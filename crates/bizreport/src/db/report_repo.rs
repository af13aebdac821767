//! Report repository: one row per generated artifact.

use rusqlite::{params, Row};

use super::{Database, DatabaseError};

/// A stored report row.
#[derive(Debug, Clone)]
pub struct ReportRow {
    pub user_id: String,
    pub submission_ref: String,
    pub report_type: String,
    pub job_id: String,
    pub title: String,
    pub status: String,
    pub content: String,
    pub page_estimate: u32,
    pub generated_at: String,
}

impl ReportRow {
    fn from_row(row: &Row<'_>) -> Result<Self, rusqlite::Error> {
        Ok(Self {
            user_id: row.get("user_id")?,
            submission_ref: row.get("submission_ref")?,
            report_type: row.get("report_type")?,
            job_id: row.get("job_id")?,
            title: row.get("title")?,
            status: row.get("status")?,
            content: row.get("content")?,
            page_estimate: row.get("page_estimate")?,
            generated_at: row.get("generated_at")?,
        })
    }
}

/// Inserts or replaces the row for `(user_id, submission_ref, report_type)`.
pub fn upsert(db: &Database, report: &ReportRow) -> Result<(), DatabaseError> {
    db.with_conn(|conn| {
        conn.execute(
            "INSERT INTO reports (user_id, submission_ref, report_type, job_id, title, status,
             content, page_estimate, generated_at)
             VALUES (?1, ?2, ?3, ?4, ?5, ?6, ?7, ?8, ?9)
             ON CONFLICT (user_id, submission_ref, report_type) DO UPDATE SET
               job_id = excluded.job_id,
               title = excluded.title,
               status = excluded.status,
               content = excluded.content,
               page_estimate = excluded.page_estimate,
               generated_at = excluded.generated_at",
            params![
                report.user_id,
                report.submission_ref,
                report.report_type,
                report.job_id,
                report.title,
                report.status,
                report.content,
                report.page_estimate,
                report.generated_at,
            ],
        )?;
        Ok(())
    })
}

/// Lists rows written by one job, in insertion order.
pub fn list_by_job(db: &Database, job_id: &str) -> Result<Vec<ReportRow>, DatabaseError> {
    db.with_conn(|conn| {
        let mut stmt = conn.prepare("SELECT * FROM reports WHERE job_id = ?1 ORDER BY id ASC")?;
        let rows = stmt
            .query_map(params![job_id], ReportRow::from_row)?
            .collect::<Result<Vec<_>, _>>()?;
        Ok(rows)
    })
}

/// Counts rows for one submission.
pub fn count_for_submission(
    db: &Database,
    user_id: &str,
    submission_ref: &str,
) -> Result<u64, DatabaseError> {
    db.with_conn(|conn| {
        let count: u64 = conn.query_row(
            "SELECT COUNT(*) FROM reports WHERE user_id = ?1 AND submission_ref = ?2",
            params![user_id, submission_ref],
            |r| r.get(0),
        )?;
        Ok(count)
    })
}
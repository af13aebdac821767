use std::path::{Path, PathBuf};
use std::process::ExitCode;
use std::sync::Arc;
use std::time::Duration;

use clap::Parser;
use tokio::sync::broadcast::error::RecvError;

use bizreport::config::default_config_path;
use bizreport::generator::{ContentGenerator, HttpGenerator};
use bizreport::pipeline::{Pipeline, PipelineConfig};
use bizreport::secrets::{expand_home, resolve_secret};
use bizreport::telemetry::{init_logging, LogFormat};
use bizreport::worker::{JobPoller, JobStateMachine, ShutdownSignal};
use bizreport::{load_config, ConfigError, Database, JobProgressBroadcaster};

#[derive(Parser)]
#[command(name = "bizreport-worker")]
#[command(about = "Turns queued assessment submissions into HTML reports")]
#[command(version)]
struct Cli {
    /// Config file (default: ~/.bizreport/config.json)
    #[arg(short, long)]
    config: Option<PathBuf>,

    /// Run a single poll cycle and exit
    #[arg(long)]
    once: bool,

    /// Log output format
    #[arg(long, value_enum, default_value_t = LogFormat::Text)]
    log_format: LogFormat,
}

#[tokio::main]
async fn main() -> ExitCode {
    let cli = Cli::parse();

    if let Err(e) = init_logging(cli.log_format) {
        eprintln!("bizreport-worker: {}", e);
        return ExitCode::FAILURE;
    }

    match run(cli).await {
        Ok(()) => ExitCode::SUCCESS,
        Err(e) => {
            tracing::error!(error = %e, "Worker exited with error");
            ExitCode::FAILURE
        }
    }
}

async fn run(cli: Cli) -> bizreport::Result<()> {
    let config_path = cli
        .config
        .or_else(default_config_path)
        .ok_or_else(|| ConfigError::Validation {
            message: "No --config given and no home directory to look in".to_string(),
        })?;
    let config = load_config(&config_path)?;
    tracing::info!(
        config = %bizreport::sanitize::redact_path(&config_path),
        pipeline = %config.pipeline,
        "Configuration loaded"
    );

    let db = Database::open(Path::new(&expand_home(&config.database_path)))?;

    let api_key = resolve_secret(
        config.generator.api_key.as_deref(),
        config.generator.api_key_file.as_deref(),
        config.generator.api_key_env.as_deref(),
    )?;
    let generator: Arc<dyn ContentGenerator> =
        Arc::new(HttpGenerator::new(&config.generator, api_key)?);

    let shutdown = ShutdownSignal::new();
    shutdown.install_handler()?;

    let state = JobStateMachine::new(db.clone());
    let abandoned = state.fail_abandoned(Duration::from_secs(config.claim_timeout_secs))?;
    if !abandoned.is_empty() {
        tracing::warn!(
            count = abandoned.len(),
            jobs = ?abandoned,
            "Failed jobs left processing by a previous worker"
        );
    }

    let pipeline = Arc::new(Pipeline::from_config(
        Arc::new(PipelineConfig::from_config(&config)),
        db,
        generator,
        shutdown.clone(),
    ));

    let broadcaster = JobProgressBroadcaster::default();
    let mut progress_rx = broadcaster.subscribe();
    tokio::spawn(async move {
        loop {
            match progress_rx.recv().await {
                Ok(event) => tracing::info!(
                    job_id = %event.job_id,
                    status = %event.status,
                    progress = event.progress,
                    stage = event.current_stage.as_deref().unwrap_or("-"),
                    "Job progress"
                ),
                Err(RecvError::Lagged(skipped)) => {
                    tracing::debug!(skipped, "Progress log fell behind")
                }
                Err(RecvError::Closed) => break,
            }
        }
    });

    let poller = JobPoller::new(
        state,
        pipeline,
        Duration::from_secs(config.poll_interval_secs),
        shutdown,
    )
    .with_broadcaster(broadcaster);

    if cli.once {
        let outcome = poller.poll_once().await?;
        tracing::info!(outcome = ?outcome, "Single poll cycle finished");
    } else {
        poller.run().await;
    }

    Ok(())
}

------------------------------------------------

◆ ABOUT THIS EXERCISE: Write out every line of the listing that holds the word "await".

◆ SOLUTION TO THIS EXERCISE:
    match run(cli).await {
            match progress_rx.recv().await {
        let outcome = poller.poll_once().await?;
        poller.run().await;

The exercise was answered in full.